→ WHAT YOU NEED TO DO: Once the line containing "pub fn section_ids(&self)" is found in the entries below, reproduce it and every line after it, stopping at and including the line containing "Some((s.id.clone(), self.runtime.observer().progress(region)?))"; reproduce nothing else, and keep each line exact.

##### MATERIAL FOR THIS EXERCISE #####

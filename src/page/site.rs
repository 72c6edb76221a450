use std::collections::BTreeMap;

use crate::contact::form::{ContactForm, SubmitFlow, SubmitState};
use crate::foundation::core::{Rect, Viewport};
use crate::foundation::error::{ScrollworkError, ScrollworkResult};
use crate::nav::header::{Header, SectionTracker};
use crate::nav::overlay::{NavigationOverlay, OverlayState};
use crate::page::config::{GroupDef, PageConfig, SEND_ICON_GROUP, SectionDef};
use crate::reveal::controller::{RevealController, SectionLayout};
use crate::runtime::session::AnimationRuntime;
use crate::scene::tree::{ElementId, RenderTree};
use crate::scroll::driver::ScrollInput;

/// What the page looked like after one frame.
#[derive(Clone, Debug, PartialEq, serde::Serialize)]
pub struct PageFrame {
    pub now: f64,
    pub offset: f64,
    pub active: Option<String>,
    pub scrolled: bool,
    pub overlay: OverlayState,
    pub submit: SubmitState,
    /// Scroll progress of every section reveal.
    pub progress: BTreeMap<String, f64>,
}

#[derive(Debug)]
struct MountedSection {
    id: String,
    top: f64,
    layout: SectionLayout,
    controller: RevealController,
}

/// Page-space area of a group inside a section spanning `[top, top + height)`.
fn group_area(def: &GroupDef, width: f64, top: f64, height: f64) -> Rect {
    let local = def.rect.unwrap_or(Rect::new(0.0, 0.0, width, height));
    Rect::new(local.x0, top + local.y0, local.x1, top + local.y1)
}

/// `n` equal columns across `area`, left to right.
fn columns(area: Rect, n: usize) -> Vec<Rect> {
    if n == 0 {
        return Vec::new();
    }
    let advance = area.width() / n as f64;
    (0..n)
        .map(|i| {
            let x0 = area.x0 + advance * i as f64;
            Rect::new(x0, area.y0, x0 + advance, area.y1)
        })
        .collect()
}

fn insert_section(
    tree: &mut RenderTree,
    def: &SectionDef,
    width: f64,
    top: f64,
    height: f64,
) -> SectionLayout {
    let root = tree.insert(Rect::new(0.0, top, width, top + height));
    let mut layout = SectionLayout::new(root);
    for (name, group) in &def.groups {
        let area = group_area(group, width, top, height);
        let ids = match (&group.label, group.count) {
            (Some(label), _) => tree.insert_label(label, area),
            (None, count) => columns(area, count.unwrap_or(0))
                .into_iter()
                .map(|r| tree.insert(r))
                .collect(),
        };
        layout.insert_group(name.clone(), ids);
    }
    layout
}

/// A mounted page: one runtime, every section reveal, the header, the menu and the contact form.
pub struct Page {
    config: PageConfig,
    runtime: AnimationRuntime,
    sections: Vec<MountedSection>,
    tracker: SectionTracker,
    header: Header,
    overlay: NavigationOverlay,
    submit: SubmitFlow,
    mounted: bool,
}

impl Page {
    #[tracing::instrument(skip(config), fields(sections = config.sections.len()))]
    pub fn mount(config: PageConfig) -> ScrollworkResult<Self> {
        config.validate()?;
        let viewport = config.viewport;
        let mut runtime = AnimationRuntime::new(
            viewport,
            config.document_height(),
            config.smooth_scroll,
        )?;
        runtime.set_reduced_motion(config.reduced_motion);

        let links: Vec<ElementId> = config
            .header_links
            .iter()
            .enumerate()
            .map(|(i, _)| {
                let x = viewport.width - 120.0 * (config.header_links.len() - i) as f64;
                runtime.tree_mut().insert(Rect::new(x, 24.0, x + 100.0, 48.0))
            })
            .collect();
        let header = Header::mount(&mut runtime, links)?;

        let mut sections = Vec::with_capacity(config.sections.len());
        let mut tracker = SectionTracker::new();
        let mut send_icon = None;
        let mut top = 0.0;
        for def in &config.sections {
            let height = def.height_px(viewport);
            let layout = insert_section(runtime.tree_mut(), def, viewport.width, top, height);
            let recipe = def.recipe.resolve()?;
            let controller = RevealController::mount(&mut runtime, &def.id, &recipe, &layout)?;
            tracker.track(&mut runtime, def.id.clone(), layout.root());
            if send_icon.is_none() {
                send_icon = layout.group(SEND_ICON_GROUP).and_then(|ids| ids.first().copied());
            }
            sections.push(MountedSection {
                id: def.id.clone(),
                top,
                layout,
                controller,
            });
            top += height;
        }

        let overlay = NavigationOverlay::new(config.overlay.clone());
        tracing::info!(
            document_height = runtime.document_height(),
            elements = runtime.tree().len(),
            "page mounted"
        );
        Ok(Self {
            config,
            runtime,
            sections,
            tracker,
            header,
            overlay,
            submit: SubmitFlow::new(send_icon),
            mounted: true,
        })
    }

    pub fn config(&self) -> &PageConfig {
        &self.config
    }

    pub fn runtime(&self) -> &AnimationRuntime {
        &self.runtime
    }

    pub fn active_section(&self) -> Option<&str> {
        self.tracker.active()
    }

    pub fn overlay_state(&self) -> OverlayState {
        self.overlay.state()
    }

    pub fn submit_state(&self) -> SubmitState {
        self.submit.state()
    }

    pub fn is_scrolled(&self) -> bool {
        self.header.is_scrolled()
    }

    pub fn section_ids(&self) -> impl Iterator<Item = &str> + '_ {
        self.sections.iter().map(|s| s.id.as_str())
    }

    /// Document offset of a section's top edge.
    pub fn section_top(&self, id: &str) -> Option<f64> {
        self.sections.iter().find(|s| s.id == id).map(|s| s.top)
    }

    pub fn section_layout(&self, id: &str) -> Option<&SectionLayout> {
        self.sections.iter().find(|s| s.id == id).map(|s| &s.layout)
    }

    pub fn push_input(&mut self, input: ScrollInput) {
        self.runtime.push_input(input);
    }

    pub fn frame(&mut self, now: f64) -> PageFrame {
        let report = self.runtime.frame(now);
        self.tracker.observe(&report.events);
        self.header.update(report.offset);
        self.overlay.on_frame(&mut self.runtime, &report);
        self.submit.on_frame(&mut self.runtime, &report);

        let progress = self
            .sections
            .iter()
            .filter_map(|s| {
                let region = s.controller.region()?;
                Some((s.id.clone(), self.runtime.observer().progress(region)?))
            })
            .collect();
        PageFrame {
            now,
            offset: report.offset,
            active: self.tracker.active().map(str::to_owned),
            scrolled: self.header.is_scrolled(),
            overlay: self.overlay.state(),
            submit: self.submit.state(),
            progress,
        }
    }

    pub fn open_menu(&mut self) -> ScrollworkResult<bool> {
        self.overlay.open(&mut self.runtime)
    }

    pub fn close_menu(&mut self) -> ScrollworkResult<bool> {
        self.overlay.close(&mut self.runtime)
    }

    /// Scroll to a section, closing the menu first when it is showing.
    pub fn navigate(&mut self, id: &str) -> ScrollworkResult<()> {
        let top = self
            .section_top(id)
            .ok_or_else(|| ScrollworkError::validation(format!("unknown section '{id}'")))?;
        self.overlay.navigate(&mut self.runtime, top)
    }

    pub fn submit_contact(&mut self, form: &ContactForm) -> ScrollworkResult<bool> {
        self.submit.submit(&mut self.runtime, form)
    }

    /// Re-layout every section for a new viewport and re-measure every region.
    #[tracing::instrument(skip(self))]
    pub fn resize(&mut self, viewport: Viewport) -> ScrollworkResult<()> {
        let viewport = Viewport::new(viewport.width, viewport.height)?;
        self.config.viewport = viewport;
        let mut top = 0.0;
        for (def, mounted) in self.config.sections.iter().zip(&mut self.sections) {
            let height = def.height_px(viewport);
            mounted.top = top;
            let tree = self.runtime.tree_mut();
            tree.set_rect(
                mounted.layout.root(),
                Rect::new(0.0, top, viewport.width, top + height),
            );
            for (name, group) in &def.groups {
                let Some(ids) = mounted.layout.group(name) else {
                    continue;
                };
                let rects = columns(group_area(group, viewport.width, top, height), ids.len());
                for (id, rect) in ids.iter().zip(rects) {
                    tree.set_rect(*id, rect);
                }
            }
            top += height;
        }
        self.runtime.resize(viewport, top);
        Ok(())
    }

    /// Tear everything down. Idempotent.
    pub fn unmount(&mut self) {
        if !self.mounted {
            return;
        }
        self.mounted = false;
        self.overlay.unmount(&mut self.runtime);
        self.submit.cancel(&mut self.runtime);
        self.header.unmount(&mut self.runtime);
        for id in self.header.links() {
            self.runtime.tree_mut().remove(*id);
        }
        self.tracker.clear(&mut self.runtime);
        for section in &mut self.sections {
            section.controller.unmount(&mut self.runtime);
            section.layout.remove_from(self.runtime.tree_mut());
        }
        self.runtime.dispose();
    }
}

#[cfg(test)]
#[path = "../../tests/unit/page/site.rs"]
mod tests;
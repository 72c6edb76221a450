use super::*;
use crate::animation::ease::Ease;
use crate::animation::stagger::Stagger;
use crate::animation::timeline::PlaybackState;
use crate::animation::value::{Property, Value};
use crate::foundation::core::{Length, Rect};
use crate::runtime::session::ScrubMode;
use crate::scroll::driver::SmoothScrollConfig;
use crate::scroll::observer::{Anchor, Threshold};

fn runtime() -> AnimationRuntime {
    AnimationRuntime::new(
        Viewport::new(1440.0, 1000.0).unwrap(),
        5000.0,
        SmoothScrollConfig::default(),
    )
    .unwrap()
}

/// Section at y = 1800..2600 with three "cards" of increasing height.
fn layout(rt: &mut AnimationRuntime) -> SectionLayout {
    let tree = rt.tree_mut();
    let root = tree.insert(Rect::new(0.0, 1800.0, 1440.0, 2600.0));
    let cards = (0..3)
        .map(|i| {
            let h = 100.0 * f64::from(i + 1);
            tree.insert(Rect::new(0.0, 1900.0, 400.0, 1900.0 + h))
        })
        .collect();
    SectionLayout::new(root).with_group("cards", cards)
}

fn recipe() -> RevealRecipe {
    RevealRecipe::new(
        Threshold::new(Anchor::TOP, Anchor::Percent(80.0)),
        Threshold::new(Anchor::TOP, Anchor::Percent(30.0)),
    )
    .step(
        RevealStep::new("cards")
            .tween(Property::Opacity, 0.0, 1.0)
            .tween(Property::Y, Length::Percent(50.0), 0.0)
            .tween(Property::RotateY, -15.0, 0.0)
            .from_odd(Property::RotateY, 15.0)
            .stagger(Stagger::new(0.1))
            .ease(Ease::Linear)
            .at(0.0),
    )
}

fn segment_from(rt: &AnimationRuntime, tl: TimelineId, target: ElementId, prop: Property) -> Value {
    rt.timeline(tl)
        .unwrap()
        .segments()
        .iter()
        .find(|s| s.target == target && s.property == prop)
        .unwrap()
        .from
}

#[test]
fn mount_registers_region_and_binds_timeline() {
    let mut rt = runtime();
    let layout = layout(&mut rt);
    let ctl = RevealController::mount(&mut rt, "services", &recipe(), &layout).unwrap();

    let region = ctl.region().unwrap();
    assert_eq!(rt.observer().bounds(region), Some((1000.0, 1500.0)));
    let tl = ctl.scrubbed_timeline().unwrap();
    assert_eq!(rt.timeline(tl).unwrap().kind(), TimelineKind::Scrubbed);
    assert!(ctl.entrance_timeline().is_none());
    assert_eq!(ctl.name(), "services");

    rt.frame(0.0);
    let cards = layout.group("cards").unwrap();
    assert!(cards.iter().all(|c| rt.tree().style(*c).unwrap().opacity == 0.0));

    rt.scroll_to(1500.0, true);
    rt.frame(0.1);
    assert!(cards.iter().all(|c| rt.tree().style(*c).unwrap().opacity == 1.0));
}

#[test]
fn per_target_lengths_and_odd_overrides() {
    let mut rt = runtime();
    let layout = layout(&mut rt);
    let ctl = RevealController::mount(&mut rt, "services", &recipe(), &layout).unwrap();
    let tl = ctl.scrubbed_timeline().unwrap();
    let cards = layout.group("cards").unwrap();

    let ys: Vec<Value> = cards
        .iter()
        .map(|c| segment_from(&rt, tl, *c, Property::Y))
        .collect();
    assert_eq!(
        ys,
        vec![Value::Scalar(50.0), Value::Scalar(100.0), Value::Scalar(150.0)]
    );

    let rot: Vec<Value> = cards
        .iter()
        .map(|c| segment_from(&rt, tl, *c, Property::RotateY))
        .collect();
    assert_eq!(
        rot,
        vec![Value::Scalar(-15.0), Value::Scalar(15.0), Value::Scalar(-15.0)]
    );

    let starts: Vec<f64> = cards
        .iter()
        .map(|c| {
            rt.timeline(tl)
                .unwrap()
                .segments()
                .iter()
                .find(|s| s.target == *c)
                .unwrap()
                .start
        })
        .collect();
    assert_eq!(starts, vec![0.0, 0.1, 0.2]);
}

#[test]
fn unknown_group_fails_without_registering_anything() {
    let mut rt = runtime();
    let layout = layout(&mut rt);
    let bad = recipe().step(RevealStep::new("missing").tween(Property::Opacity, 0.0, 1.0));
    let err = RevealController::mount(&mut rt, "services", &bad, &layout).unwrap_err();
    assert!(err.to_string().contains("unknown target group 'missing'"));
    assert!(rt.observer().is_empty());
    assert_eq!(rt.timeline_count(), 0);
}

#[test]
fn trigger_group_replaces_the_section_root() {
    let mut rt = runtime();
    let layout = layout(&mut rt);
    let mut r = recipe();
    r.trigger = Some("cards".to_owned());
    let ctl = RevealController::mount(&mut rt, "services", &r, &layout).unwrap();
    // First card top is 1900.
    assert_eq!(
        rt.observer().bounds(ctl.region().unwrap()),
        Some((1100.0, 1600.0))
    );
}

#[test]
fn entrance_plays_on_mount_and_unmount_cancels_everything() {
    let mut rt = runtime();
    let layout = layout(&mut rt);
    let r = recipe()
        .scrub(ScrubMode::Smoothed { lag: 1.2 })
        .entrance(
            TimelineDefaults::default(),
            vec![
                RevealStep::new("cards")
                    .tween(Property::Scale, 0.5, 1.0)
                    .at(0.0),
            ],
        );
    let mut ctl = RevealController::mount(&mut rt, "services", &r, &layout).unwrap();
    let entrance = ctl.entrance_timeline().unwrap();
    assert_eq!(rt.timeline_state(entrance), Some(PlaybackState::Playing));

    ctl.unmount(&mut rt);
    ctl.unmount(&mut rt);
    assert!(!ctl.is_mounted());
    assert!(rt.timeline(entrance).is_none());
    assert!(rt.observer().is_empty());

    let writes = rt.tree().writes();
    rt.scroll_to(1400.0, true);
    rt.frame(0.0);
    rt.frame(0.5);
    assert_eq!(rt.tree().writes(), writes);
}

#[test]
fn layout_removal_drops_every_element() {
    let mut rt = runtime();
    let layout = layout(&mut rt);
    assert_eq!(layout.elements().count(), 4);
    layout.remove_from(rt.tree_mut());
    assert!(rt.tree().is_empty());
}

#####

→ OUTPUT FOR THIS EXERCISE:
    pub fn section_ids(&self) -> impl Iterator<Item = &str> + '_ {
        self.sections.iter().map(|s| s.id.as_str())
    }

    /// Document offset of a section's top edge.
    pub fn section_top(&self, id: &str) -> Option<f64> {
        self.sections.iter().find(|s| s.id == id).map(|s| s.top)
    }

    pub fn section_layout(&self, id: &str) -> Option<&SectionLayout> {
        self.sections.iter().find(|s| s.id == id).map(|s| &s.layout)
    }

    pub fn push_input(&mut self, input: ScrollInput) {
        self.runtime.push_input(input);
    }

    pub fn frame(&mut self, now: f64) -> PageFrame {
        let report = self.runtime.frame(now);
        self.tracker.observe(&report.events);
        self.header.update(report.offset);
        self.overlay.on_frame(&mut self.runtime, &report);
        self.submit.on_frame(&mut self.runtime, &report);

        let progress = self
            .sections
            .iter()
            .filter_map(|s| {
                let region = s.controller.region()?;
                Some((s.id.clone(), self.runtime.observer().progress(region)?))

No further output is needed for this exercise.